Ahhh, got it that makes sense :) So now do I plug the dy/dt = ky into the equation?
 
  • #33


No, you just need to solve for k.
 
  • #34


If I solve for k I would need to take the natural log of both sides and get k = 30lny
 
  • #35


jgens said:
Write your equation in terms of y and then solve.

Edit: try this. We know y = e^kt. If we let y designate the initial amount of the isotope then y = e^k. Now based on the information we may express the half life as: y/2 = e^60k or y = 2e^60k. Equate the two and solve.

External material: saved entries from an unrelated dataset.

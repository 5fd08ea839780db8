#![forbid(unsafe_code)]

//! Page configuration: timings, thresholds and offsets.
//!
//! `PageConfig::default()` reproduces the live portfolio page. Tests shrink
//! or stretch individual values through the `with_*` builders.

use std::time::Duration;

use folio_core::geometry::RootMargin;

/// Taglines cycled by the hero typewriter.
pub const DEFAULT_PHRASES: [&str; 5] = [
    "Machine Learning Engineer & Computer Science Student",
    "Deep Learning Specialist & AI Researcher",
    "System Programming & Compiler Design Expert",
    "Neural Network Architecture Designer",
    "Full Stack Developer & Tech Innovator",
];

/// Typewriter tick intervals.
#[derive(Debug, Clone, Copy, PartialEq, Eq)]
pub struct TypewriterTiming {
    /// Delay before the first character appears.
    pub start_delay: Duration,
    /// Interval between typed characters.
    pub typing: Duration,
    /// Interval between deleted characters.
    pub deleting: Duration,
    /// Pause once a phrase is fully typed.
    pub end_pause: Duration,
    /// Pause before typing the next phrase.
    pub next_phrase_pause: Duration,
}

impl Default for TypewriterTiming {
    fn default() -> Self {
        Self {
            start_delay: Duration::from_millis(1_000),
            typing: Duration::from_millis(100),
            deleting: Duration::from_millis(50),
            end_pause: Duration::from_millis(2_000),
            next_phrase_pause: Duration::from_millis(500),
        }
    }
}

/// Success toast timings, all measured from the moment the toast is created
/// except `exit`, which runs from the start of the slide-out.
#[derive(Debug, Clone, Copy, PartialEq, Eq)]
pub struct ToastTiming {
    /// Delay before sliding in.
    pub enter: Duration,
    /// Delay before sliding out.
    pub dwell: Duration,
    /// Slide-out duration before removal.
    pub exit: Duration,
}

impl Default for ToastTiming {
    fn default() -> Self {
        Self {
            enter: Duration::from_millis(100),
            dwell: Duration::from_millis(5_000),
            exit: Duration::from_millis(300),
        }
    }
}

/// All tunables of the page.
#[derive(Debug, Clone, PartialEq)]
pub struct PageConfig {
    /// Phrases for the typewriter. Empty disables it.
    pub phrases: Vec<String>,
    pub typewriter: TypewriterTiming,
    /// Scroll offset past which the navbar is marked `scrolled`.
    pub scrolled_threshold: u32,
    /// Offset added to the scroll position when picking the active section.
    pub header_offset: u32,
    /// Fixed navbar height subtracted from smooth-scroll targets.
    pub nav_height: u32,
    pub scroll_debounce: Duration,
    pub resize_debounce: Duration,
    /// Viewport widths above this close the mobile menu.
    pub mobile_breakpoint: u32,
    /// Time a card spends fading out before it is hidden.
    pub filter_out: Duration,
    /// Time a card spends displayed but still faded before it is shown.
    pub filter_in: Duration,
    /// Visibility ratio of the skills section that starts the bar animation.
    pub skills_threshold: f32,
    pub skill_base_delay: Duration,
    pub skill_step: Duration,
    /// Visibility ratio that marks a fade-in block `visible`.
    pub visibility_threshold: f32,
    /// Root margin used when intersection ratios are computed locally.
    pub visibility_margin: RootMargin,
    pub hero_delay: Duration,
    pub hero_step: Duration,
    /// Simulated network latency of the contact form.
    pub submit_latency: Duration,
    pub toast: ToastTiming,
    /// Submit button label outside of the sending state.
    pub submit_label: String,
    /// Storage key of the theme preference.
    pub theme_key: String,
}

impl Default for PageConfig {
    fn default() -> Self {
        Self {
            phrases: DEFAULT_PHRASES.iter().map(|p| (*p).to_owned()).collect(),
            typewriter: TypewriterTiming::default(),
            scrolled_threshold: 50,
            header_offset: 100,
            nav_height: 70,
            scroll_debounce: Duration::from_millis(10),
            resize_debounce: Duration::from_millis(250),
            mobile_breakpoint: 768,
            filter_out: Duration::from_millis(300),
            filter_in: Duration::from_millis(50),
            skills_threshold: 0.3,
            skill_base_delay: Duration::from_millis(500),
            skill_step: Duration::from_millis(100),
            visibility_threshold: 0.1,
            visibility_margin: RootMargin::bottom(-50),
            hero_delay: Duration::from_millis(300),
            hero_step: Duration::from_millis(200),
            submit_latency: Duration::from_millis(2_000),
            toast: ToastTiming::default(),
            submit_label: "Send Message".to_owned(),
            theme_key: "theme".to_owned(),
        }
    }
}

impl PageConfig {
    /// Replace the typewriter phrases.
    #[must_use]
    pub fn with_phrases<I, S>(mut self, phrases: I) -> Self
    where
        I: IntoIterator<Item = S>,
        S: Into<String>,
    {
        self.phrases = phrases.into_iter().map(Into::into).collect();
        self
    }

    /// Set typewriter timings.
    #[must_use]
    pub fn with_typewriter(mut self, timing: TypewriterTiming) -> Self {
        self.typewriter = timing;
        self
    }

    /// Set the mobile menu breakpoint.
    #[must_use]
    pub fn with_mobile_breakpoint(mut self, width: u32) -> Self {
        self.mobile_breakpoint = width;
        self
    }

    /// Set the scroll and resize debounce windows.
    #[must_use]
    pub fn with_debounce(mut self, scroll: Duration, resize: Duration) -> Self {
        self.scroll_debounce = scroll;
        self.resize_debounce = resize;
        self
    }

    /// Set the filter fade-out and fade-in intervals.
    #[must_use]
    pub fn with_filter_timing(mut self, out: Duration, r#in: Duration) -> Self {
        self.filter_out = out;
        self.filter_in = r#in;
        self
    }

    /// Set the skill bar stagger.
    #[must_use]
    pub fn with_skill_stagger(mut self, base: Duration, step: Duration) -> Self {
        self.skill_base_delay = base;
        self.skill_step = step;
        self
    }

    /// Set the simulated submission latency.
    #[must_use]
    pub fn with_submit_latency(mut self, latency: Duration) -> Self {
        self.submit_latency = latency;
        self
    }

    /// Set the success toast timings.
    #[must_use]
    pub fn with_toast(mut self, toast: ToastTiming) -> Self {
        self.toast = toast;
        self
    }

    /// Set the theme storage key.
    #[must_use]
    pub fn with_theme_key(mut self, key: impl Into<String>) -> Self {
        self.theme_key = key.into();
        self
    }
}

Why does y = e^k? If y denotes the initial amount i.e. when t = 0...
 
  • #36


Bah, good point NoMoreExams. I need to be more careful when giving homework advice.

I'm terribly sorry sonofjohn.
 
  • #37


No problem. What the OP should understand is what half life means i.e. we are told at some point time t, half of your stuff is gone. I.e. if y is the total amount, then as you said y/2 is half of the amount we are told that that happens at time t = 60 seconds.

So y/2 = e^(60*k).

We also know that initially, i.e. at t = 0, we had the whole amount i.e.

y = e^(0*k) = 1

Now you know y = 1 and y/2 = e^(60k). I am hopeful you can solve for k
 
  • #38


haha no worries. So instead what should I do?
 
  • #39


sonofjohn said:
haha no worries. So instead what should I do?

Refresh the page and read what I said probably.
 
  • #40


Great! k = 60ln(1/2) or (a). Thanks!
 
  • #41


sonofjohn said:
Great! k = 60ln(1/2) or (a). Thanks!

Are you serious...
 
  • #42


what did I do it wrong?
 
  • #43


...show me how you got to your answer
 
  • #44


ok,

y/2 = e^k/60
ln1/2 = k/60
60ln(1/2) = k
 
  • #45


sigh, shouldn't it be ln(1/2)/60 = k thus giving me (b)
 
  • #46


(b) looks like the better choice
 
  • #47


haha yep thanks!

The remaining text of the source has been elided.